What you will do:
Please count the lines in these records that contain "format" and give only that count.

Saved entries:
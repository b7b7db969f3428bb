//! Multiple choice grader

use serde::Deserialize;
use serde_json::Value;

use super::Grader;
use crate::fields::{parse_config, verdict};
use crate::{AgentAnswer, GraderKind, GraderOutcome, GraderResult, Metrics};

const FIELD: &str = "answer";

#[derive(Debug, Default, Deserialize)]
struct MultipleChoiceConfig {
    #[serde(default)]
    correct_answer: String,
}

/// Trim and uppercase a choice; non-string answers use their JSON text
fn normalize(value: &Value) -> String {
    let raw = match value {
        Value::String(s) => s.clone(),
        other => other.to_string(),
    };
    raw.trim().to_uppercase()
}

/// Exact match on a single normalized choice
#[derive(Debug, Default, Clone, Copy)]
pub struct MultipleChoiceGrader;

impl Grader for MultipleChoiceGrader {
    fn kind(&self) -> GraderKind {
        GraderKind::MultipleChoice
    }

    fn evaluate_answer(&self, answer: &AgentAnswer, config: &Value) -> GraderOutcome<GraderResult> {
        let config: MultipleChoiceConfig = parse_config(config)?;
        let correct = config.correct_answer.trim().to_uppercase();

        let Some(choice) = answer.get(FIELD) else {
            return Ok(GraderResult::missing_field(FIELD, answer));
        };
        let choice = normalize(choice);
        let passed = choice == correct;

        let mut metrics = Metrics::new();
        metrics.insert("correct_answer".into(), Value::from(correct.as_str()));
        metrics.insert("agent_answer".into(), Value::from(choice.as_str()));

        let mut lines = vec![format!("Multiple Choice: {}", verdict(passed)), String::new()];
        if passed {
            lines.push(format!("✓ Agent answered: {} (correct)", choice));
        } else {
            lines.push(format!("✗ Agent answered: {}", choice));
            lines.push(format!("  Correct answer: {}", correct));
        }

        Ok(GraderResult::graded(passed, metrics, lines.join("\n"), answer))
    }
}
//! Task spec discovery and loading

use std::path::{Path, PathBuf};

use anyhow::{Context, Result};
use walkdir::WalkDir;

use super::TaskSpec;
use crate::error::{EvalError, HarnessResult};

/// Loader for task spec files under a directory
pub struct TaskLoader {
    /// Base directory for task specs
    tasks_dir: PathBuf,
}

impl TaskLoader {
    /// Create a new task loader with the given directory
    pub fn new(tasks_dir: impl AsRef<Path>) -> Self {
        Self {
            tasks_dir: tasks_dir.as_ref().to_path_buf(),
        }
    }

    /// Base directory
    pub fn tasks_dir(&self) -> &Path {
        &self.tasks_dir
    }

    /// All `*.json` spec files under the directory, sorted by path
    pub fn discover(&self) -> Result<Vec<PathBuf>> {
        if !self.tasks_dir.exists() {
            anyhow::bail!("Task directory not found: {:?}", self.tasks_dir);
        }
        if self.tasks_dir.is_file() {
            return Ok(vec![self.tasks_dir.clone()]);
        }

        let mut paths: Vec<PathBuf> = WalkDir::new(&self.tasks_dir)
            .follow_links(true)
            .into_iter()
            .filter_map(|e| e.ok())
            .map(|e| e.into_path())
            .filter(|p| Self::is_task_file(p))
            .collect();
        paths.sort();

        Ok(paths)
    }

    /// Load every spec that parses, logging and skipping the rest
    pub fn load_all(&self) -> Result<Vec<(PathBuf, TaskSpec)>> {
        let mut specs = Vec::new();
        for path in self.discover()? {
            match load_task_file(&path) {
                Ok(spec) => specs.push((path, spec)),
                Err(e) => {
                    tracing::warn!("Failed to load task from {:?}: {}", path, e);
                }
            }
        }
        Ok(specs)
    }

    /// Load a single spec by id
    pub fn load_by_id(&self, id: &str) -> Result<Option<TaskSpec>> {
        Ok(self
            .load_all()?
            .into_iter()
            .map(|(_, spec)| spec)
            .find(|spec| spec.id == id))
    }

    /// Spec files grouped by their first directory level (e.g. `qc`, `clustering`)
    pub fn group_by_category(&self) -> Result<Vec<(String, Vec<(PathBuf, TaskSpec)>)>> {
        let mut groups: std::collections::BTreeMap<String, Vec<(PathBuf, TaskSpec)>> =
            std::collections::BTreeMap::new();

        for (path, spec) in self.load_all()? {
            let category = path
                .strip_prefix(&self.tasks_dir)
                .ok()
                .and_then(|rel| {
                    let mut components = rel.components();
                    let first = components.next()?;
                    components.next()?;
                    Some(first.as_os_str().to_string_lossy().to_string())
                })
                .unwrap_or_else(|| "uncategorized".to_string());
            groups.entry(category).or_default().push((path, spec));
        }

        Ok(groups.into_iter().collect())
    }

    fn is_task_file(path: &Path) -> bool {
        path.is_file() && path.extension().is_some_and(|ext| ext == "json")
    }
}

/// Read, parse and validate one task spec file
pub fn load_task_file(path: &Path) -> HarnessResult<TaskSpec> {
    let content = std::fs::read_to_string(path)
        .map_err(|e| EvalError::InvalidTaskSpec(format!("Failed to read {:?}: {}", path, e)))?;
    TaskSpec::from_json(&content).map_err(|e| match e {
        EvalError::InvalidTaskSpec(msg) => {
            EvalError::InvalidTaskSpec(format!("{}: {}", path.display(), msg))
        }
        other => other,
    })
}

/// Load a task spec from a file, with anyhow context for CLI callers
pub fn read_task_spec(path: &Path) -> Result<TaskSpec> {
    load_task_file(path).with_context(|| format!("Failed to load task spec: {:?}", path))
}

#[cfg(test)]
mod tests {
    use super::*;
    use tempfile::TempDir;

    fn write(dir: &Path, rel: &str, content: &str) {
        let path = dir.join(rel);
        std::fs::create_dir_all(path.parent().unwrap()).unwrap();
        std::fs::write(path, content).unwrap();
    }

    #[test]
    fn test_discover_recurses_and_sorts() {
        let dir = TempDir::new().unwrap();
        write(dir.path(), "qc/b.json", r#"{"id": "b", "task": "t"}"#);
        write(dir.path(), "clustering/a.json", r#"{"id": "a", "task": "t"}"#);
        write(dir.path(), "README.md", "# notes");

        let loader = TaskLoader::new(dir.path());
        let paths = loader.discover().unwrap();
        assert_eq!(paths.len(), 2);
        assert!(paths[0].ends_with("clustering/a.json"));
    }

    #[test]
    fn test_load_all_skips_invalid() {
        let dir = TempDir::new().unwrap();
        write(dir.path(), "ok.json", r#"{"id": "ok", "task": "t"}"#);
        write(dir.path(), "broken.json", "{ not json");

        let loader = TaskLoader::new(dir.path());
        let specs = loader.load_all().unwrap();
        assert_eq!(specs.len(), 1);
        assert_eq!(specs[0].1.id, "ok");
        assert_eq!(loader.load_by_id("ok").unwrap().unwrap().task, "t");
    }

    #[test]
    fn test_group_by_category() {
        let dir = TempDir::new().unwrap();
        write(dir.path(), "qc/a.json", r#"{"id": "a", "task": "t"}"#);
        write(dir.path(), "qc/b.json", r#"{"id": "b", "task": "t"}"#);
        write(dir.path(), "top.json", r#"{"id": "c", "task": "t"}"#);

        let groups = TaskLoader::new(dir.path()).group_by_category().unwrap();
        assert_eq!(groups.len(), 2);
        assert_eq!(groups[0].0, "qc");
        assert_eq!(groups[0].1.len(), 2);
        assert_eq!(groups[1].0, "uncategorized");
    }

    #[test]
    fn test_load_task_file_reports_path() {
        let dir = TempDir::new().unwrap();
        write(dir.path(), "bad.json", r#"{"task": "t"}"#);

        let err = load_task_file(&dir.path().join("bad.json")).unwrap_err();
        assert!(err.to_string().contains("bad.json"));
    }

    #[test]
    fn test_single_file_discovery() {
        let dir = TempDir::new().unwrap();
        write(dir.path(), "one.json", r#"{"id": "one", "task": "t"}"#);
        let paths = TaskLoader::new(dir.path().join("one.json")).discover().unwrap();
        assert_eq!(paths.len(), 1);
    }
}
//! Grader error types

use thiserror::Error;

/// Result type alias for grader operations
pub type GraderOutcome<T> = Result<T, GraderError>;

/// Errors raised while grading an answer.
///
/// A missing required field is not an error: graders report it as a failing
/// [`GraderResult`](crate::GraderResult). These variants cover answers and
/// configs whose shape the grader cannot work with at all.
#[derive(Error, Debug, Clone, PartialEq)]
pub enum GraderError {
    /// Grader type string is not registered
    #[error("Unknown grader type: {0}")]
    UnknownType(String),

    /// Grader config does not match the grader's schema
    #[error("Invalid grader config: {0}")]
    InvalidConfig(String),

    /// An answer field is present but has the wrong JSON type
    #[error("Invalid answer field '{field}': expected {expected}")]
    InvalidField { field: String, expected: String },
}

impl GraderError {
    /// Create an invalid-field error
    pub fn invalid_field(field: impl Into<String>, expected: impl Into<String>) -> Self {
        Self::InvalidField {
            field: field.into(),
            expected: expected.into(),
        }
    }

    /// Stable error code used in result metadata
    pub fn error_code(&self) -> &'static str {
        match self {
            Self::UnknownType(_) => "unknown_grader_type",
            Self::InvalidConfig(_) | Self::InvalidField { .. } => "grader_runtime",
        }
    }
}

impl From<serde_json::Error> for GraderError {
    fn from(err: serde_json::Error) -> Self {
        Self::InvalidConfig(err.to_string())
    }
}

Answer to the exercise:
7